Poster No:
134
Submission Type:
Abstract Submission
Authors:
Jing Li1, Chiu Wa Lam1, Hanna Lu1
Institutions:
1The Chinese University of Hong Kong, Hong Kong, China
First Author:
Jing Li
The Chinese University of Hong Kong
Hong Kong, China
Co-Author(s):
Chiu Wa Lam
The Chinese University of Hong Kong
Hong Kong, China
Hanna Lu
The Chinese University of Hong Kong
Hong Kong, China
Introduction:
In the ever-evolving realms of neuroscience and cognitive health, the concept of 'brain-predicted age' has merged as a fascinating and enlightening paradigm. 'Brain-predicted age' harnesses advanced computational algorithms to analyse a wide range of neuroimaging data, facilitating early detection and prediction of dementia and cognitive disorders(Franke and Gaser 2019).
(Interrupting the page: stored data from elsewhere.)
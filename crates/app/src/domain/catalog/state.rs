//! Fetch state.

/// Lifecycle of a fetched collection.
#[derive(Debug, Clone, Default, PartialEq)]
pub enum FetchState<T> {
    /// Never fetched
    #[default]
    Idle,

    /// A fetch is in flight
    Loading,

    /// The last fetch succeeded
    Success(T),

    /// The last fetch failed
    Error(String),
}

impl<T> FetchState<T> {
    /// Whether a fetch is in flight.
    pub fn is_loading(&self) -> bool {
        matches!(self, Self::Loading)
    }

    /// Data from the last successful fetch.
    pub fn data(&self) -> Option<&T> {
        match self {
            Self::Success(data) => Some(data),
            _ => None,
        }
    }

    /// Message from the last failed fetch.
    pub fn error(&self) -> Option<&str> {
        match self {
            Self::Error(message) => Some(message),
            _ => None,
        }
    }

    /// Map the loaded data, keeping the state.
    pub fn map<U>(self, f: impl FnOnce(T) -> U) -> FetchState<U> {
        match self {
            Self::Idle => FetchState::Idle,
            Self::Loading => FetchState::Loading,
            Self::Success(data) => FetchState::Success(f(data)),
            Self::Error(message) => FetchState::Error(message),
        }
    }
}

impl<T, E: std::fmt::Display> From<Result<T, E>> for FetchState<T> {
    fn from(result: Result<T, E>) -> Self {
        match result {
            Ok(data) => Self::Success(data),
            Err(error) => Self::Error(error.to_string()),
        }
    }
}
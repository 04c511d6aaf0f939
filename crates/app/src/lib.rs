//! Storefront application layer: document store access, catalog state and the session cart.

pub mod config;
pub mod context;
pub mod domain;
pub mod gateway;
pub mod report;

#[cfg(test)]
mod test;
//! Terminal tables for the CLI.

use atelier::{
    artworks::Artwork,
    cart::Cart,
    categories::{MenuItem, TreeNode},
    pricing::format_price,
    selection::ArtworkSelection,
};
use rusty_money::iso::Currency;
use tabled::{
    builder::Builder,
    settings::{Alignment, Style, object::Columns},
};

use crate::domain::catalog::FetchState;

fn yes_no(flag: bool) -> String {
    let answer = if flag { "yes" } else { "no" };

    answer.to_string()
}

fn render(builder: Builder, right_aligned: Option<usize>) -> String {
    let mut table = builder.build();

    table.with(Style::modern_rounded());

    if let Some(column) = right_aligned {
        table.modify(Columns::new(column..=column), Alignment::right());
    }

    table.to_string()
}

/// Price and availability of the current selection.
pub fn selection_table(selection: &ArtworkSelection<'_>) -> String {
    let artwork = selection.artwork();
    let summary = selection.summary();
    let mut builder = Builder::default();

    builder.push_record(["Artwork".to_string(), artwork.name.clone()]);
    builder.push_record(["Category".to_string(), artwork.category.name.clone()]);
    builder.push_record([
        "Size".to_string(),
        selection.size().map(|size| size.label()).unwrap_or_default(),
    ]);
    builder.push_record([
        "Colour".to_string(),
        selection
            .variant()
            .map(|variant| variant.color_name.clone())
            .unwrap_or_default(),
    ]);
    builder.push_record(["Quantity".to_string(), selection.quantity().to_string()]);
    builder.push_record(["Price".to_string(), summary.formatted]);
    builder.push_record(["Out of stock".to_string(), yes_no(summary.is_out_of_stock)]);
    builder.push_record(["Can add to cart".to_string(), yes_no(summary.can_add_to_cart)]);
    builder.push_record([
        "Image".to_string(),
        selection.active_image().unwrap_or_default().to_string(),
    ]);

    render(builder, None)
}

/// One row per artwork.
pub fn artworks_table(artworks: &[Artwork], currency: &'static Currency) -> String {
    let mut builder = Builder::default();

    builder.push_record([
        "Id".to_string(),
        "Name".to_string(),
        "Category".to_string(),
        "Price".to_string(),
    ]);

    for artwork in artworks {
        builder.push_record([
            artwork.id.clone(),
            artwork.name.clone(),
            artwork.category.name.clone(),
            format_price(artwork.base_price, currency),
        ]);
    }

    render(builder, Some(3))
}

/// Cart lines with a subtotal row.
pub fn cart_table(cart: &Cart, currency: &'static Currency) -> String {
    let mut builder = Builder::default();

    builder.push_record([
        "Line".to_string(),
        "Title".to_string(),
        "Qty".to_string(),
        "Total".to_string(),
    ]);

    for item in cart.items() {
        builder.push_record([
            item.id.clone(),
            item.title.clone(),
            item.quantity.to_string(),
            format_price(item.line_total(), currency),
        ]);
    }

    builder.push_record([
        String::new(),
        "Subtotal".to_string(),
        cart.unit_count().to_string(),
        format_price(cart.subtotal(), currency),
    ]);

    render(builder, Some(3))
}

/// Menu forest, children indented under their parents.
pub fn menu_table(forest: &[TreeNode<MenuItem>]) -> String {
    let mut builder = Builder::default();

    builder.push_record(["Menu".to_string(), "Link".to_string()]);

    for root in forest {
        root.walk(0, &mut |depth, item: &MenuItem| {
            builder.push_record([
                format!("{}{}", "  ".repeat(depth), item.name),
                item.link.clone().unwrap_or_default(),
            ]);
        });
    }

    render(builder, None)
}

/// Status line for a catalog collection.
pub fn fetch_status<T>(state: &FetchState<Vec<T>>) -> String {
    match state {
        FetchState::Idle => "idle".to_string(),
        FetchState::Loading => "loading".to_string(),
        FetchState::Success(records) => format!("{} records", records.len()),
        FetchState::Error(message) => format!("error: {message}"),
    }
}

/// One row per catalog collection.
pub fn catalog_table(rows: &[(&str, String)]) -> String {
    let mut builder = Builder::default();

    builder.push_record(["Collection".to_string(), "Status".to_string()]);

    for (collection, status) in rows {
        builder.push_record([(*collection).to_string(), status.clone()]);
    }

    render(builder, None)
}

#[cfg(test)]
mod tests {
    use atelier::categories::build_tree;
    use rusty_money::iso;
    use serde_json::json;
    use testresult::TestResult;

    use crate::test::helpers::{artwork_document, document};

    use super::*;

    #[test]
    fn selection_table_shows_price_and_state() -> TestResult {
        let artwork: Artwork = artwork_document("art-1", 1500).parse()?;
        let selection = ArtworkSelection::new(&artwork, iso::USD);

        let table = selection_table(&selection);

        assert!(table.contains("Artwork art-1"));
        assert!(table.contains("$1,500.00"));
        assert!(table.contains("/images/art-1.jpg"));

        Ok(())
    }

    #[test]
    fn menu_table_indents_children() -> TestResult {
        let items: Vec<MenuItem> = vec![
            document(json!({ "id": "shop", "name": "Shop", "link": "/shop" })).parse()?,
            document(json!({ "id": "prints", "name": "Prints", "parentId": "shop" })).parse()?,
        ];

        let table = menu_table(&build_tree(items));

        assert!(table.contains("Shop"));
        assert!(table.contains("  Prints"));
        assert!(table.contains("/shop"));

        Ok(())
    }

    #[test]
    fn fetch_status_describes_state() {
        assert_eq!(fetch_status::<u8>(&FetchState::Idle), "idle");
        assert_eq!(fetch_status(&FetchState::Success(vec![1, 2])), "2 records");
        assert_eq!(
            fetch_status::<u8>(&FetchState::Error("offline".to_string())),
            "error: offline"
        );
    }

    #[test]
    fn cart_table_totals_lines() -> TestResult {
        let artwork: Artwork = artwork_document("art-2", 250).parse()?;
        let mut selection = ArtworkSelection::new(&artwork, iso::GBP);
        let mut cart = Cart::new();

        selection.set_quantity(2)?;
        selection.add_to_cart(&mut cart, jiff::Timestamp::UNIX_EPOCH)?;

        let table = cart_table(&cart, iso::GBP);

        assert!(table.contains("Subtotal"));
        assert!(table.contains("£500.00"));

        Ok(())
    }
}
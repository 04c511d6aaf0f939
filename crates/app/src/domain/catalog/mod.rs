//! Catalog

pub mod state;
pub mod store;

pub use state::FetchState;
pub use store::CatalogStore;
However, in contrast to conventional statistical models, computational models often lack the capacity to offer neuroanatomical interpretability and specificity. In other words, most machine learning approaches typically fail to reveal ageing-related regional alterations in brain structure or their contributions to 'brain-predicted age'. This dearth of transparency presents significant limitations within the domain of 'brain-predicted age', particularly in clinical applications. To address this challenge, we have pioneered the implementation of mutual information (MI) to quantitatively assess, rank, and elucidate the distinct contributions and relevance of various cortical structures to 'brain-predicted age'.
Methods:
We developed a brain age prediction model utilizing the support vector regression (SVR) machine. For the training set, we employed T1-weighted MRI scans of 609 healthy participants (18-88 years of age), sourced from the Cam-CAN dataset. The testing set was comprised of 547 healthy subjects, aged 19.98-86.32 years, selected from the Brain-development (IXI) dataset. All T1-weighted MRIs underwent pre-processing and quantification using BrainSuite software into four distinct regional brain feature types: mean cortical thickness (GMT), gray matter volume (GMV), white matter volume (WMV), and cerebrospinal fluid (CSF) volume. The Kraskov (KSG) method was applied to calculate the MI score between each regional brain feature and 'brain-predicted age' within the testing set. In addition to calculating MI scores for the four individual brain feature types, we also computed MI scores for two unique combinations of these feature types. These included the assessment of regional brain parenchymal volume, which was a combination of GMV and WMV, as well as regional intracranial total volume, derived from the combination of GMV, WMV, and CSF volume.
Results:
After age-bias correction, the trained brain age prediction model exhibited the following performance metrics within the training set: MAE=5.15 years, RMSE=6.27 years, and R^2=0.88. In the testing set, where the model's performance was evaluated, the following results were observed: MAE=6.65 years, RMSE=8.53 years, and R^2=0.74. Among the four individual cortical features, GMV exhibited the most substantial total MI value (8.705), with the pre-central gyrus recording the highest MI score (0.694). The second-highest total MI value was associated with CSF volume (7.760), with the cingulate gyrus displaying the highest MI score (0.872). The third-highest total MI value corresponded to mean GMT (6.222), with the superior temporal gyrus achieving the highest MI value (0.526). Conversely, WMV demonstrated the lowest total MI value (4.594), with the highest MI value observed in the insula (0.349). In terms of brain parenchymal volume, the superior frontal gyrus exhibited the highest total MI value (0.804). In the context of intracranial total volume, the cingulate gyrus displayed the highest total MI value (1.181).
Conclusions:
We identified GMV emerged as the paramount influence in the determination of 'brain-predicted age', underscoring its pivotal role within the four distinct brain feature types in the context of age-related considerations. Moreover, the superior frontal gyrus and the cingulate gyrus displayed significant importance within the construct of 'brain-predicted age'
Disorders of the Nervous System:
Neurodegenerative/ Late Life (eg. Parkinson’s, Alzheimer’s) 1
Lifespan Development:
Aging
Lifespan Development Other
Modeling and Analysis Methods:
Classification and Predictive Modeling
Methods Development 2
Keywords:
Aging
Computational Neuroscience
Cortical Layers
Data analysis
Degenerative Disease
Machine Learning
Modeling
MRI
Open Data
1|2Indicates the priority used for review
Provide references using author date format
Franke, K. and C. Gaser (2019). "Ten years of BrainAGE as a neuroimaging biomarker of brain aging: what insights have we gained?" Frontiers in neurology: 789.